You asked me, what I think it meant. My friends would've meant the same thing as the founders did — I certainly think so.
Whether to extend to TV or internet is a question of hermeneutics not interpretation
How neat of you to completely skip everything else I wrote — about only petitioning the government being protected by the 1st Amendment, and only if the petition is for redress of grievances...
If the First Amendment really does protect the right to sell (adult) pornography (a rather obvious perversion of the Founder's intentions — if we really cared about them), the Second ought to protect owning and bearing of not only brass-knuckles and swords, but rocket-launchers and tanks — and certainly "assault" rifles of any magazine-capacity...
He argues for less fidelity to it [the Constitution -mi].
Yea, sure. More like zero fidelity — the entire piece is titled: "Let's give up on the Constitution"...
The first amendment has much more limited application in semi-private environments.

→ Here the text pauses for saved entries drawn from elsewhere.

//! Observability infrastructure: structured logging initialization.

use std::sync::Once;
use tracing_subscriber::{EnvFilter, fmt, layer::SubscriberExt, util::SubscriberInitExt};

static INIT: Once = Once::new();

/// Log output format.
#[derive(Debug, Clone, Copy, Default)]
pub enum LogFormat {
    /// JSON structured logs (for production).
    Json,
    /// Pretty-printed logs (for development).
    #[default]
    Pretty,
}

/// Initializes the logging subsystem.
///
/// Call once at application startup. Safe to call multiple times; subsequent
/// calls are no-ops. Log levels are controlled through `RUST_LOG`
/// (e.g. `info`, `strata_delta=debug`).
pub fn init_logging(format: LogFormat) {
    INIT.call_once(|| {
        let env_filter =
            EnvFilter::try_from_default_env().unwrap_or_else(|_| EnvFilter::new("info"));

        match format {
            LogFormat::Json => {
                tracing_subscriber::registry()
                    .with(env_filter)
                    .with(fmt::layer().json())
                    .init();
            }
            LogFormat::Pretty => {
                tracing_subscriber::registry()
                    .with(env_filter)
                    .with(fmt::layer().pretty())
                    .init();
            }
        }
    });
}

What has changed to these limits since the 60-ies? Not the laws... It is just the Illiberals of the past, who enjoyed the Amendment's protections back then (see Tinker v. Des Moines of 1969, for one example — that it was about school rather than college is immaterial here), have grown-up, taken the comfortable (semi)-government jobs, and no longer recognize the Amendment as applicable in the same circumstances.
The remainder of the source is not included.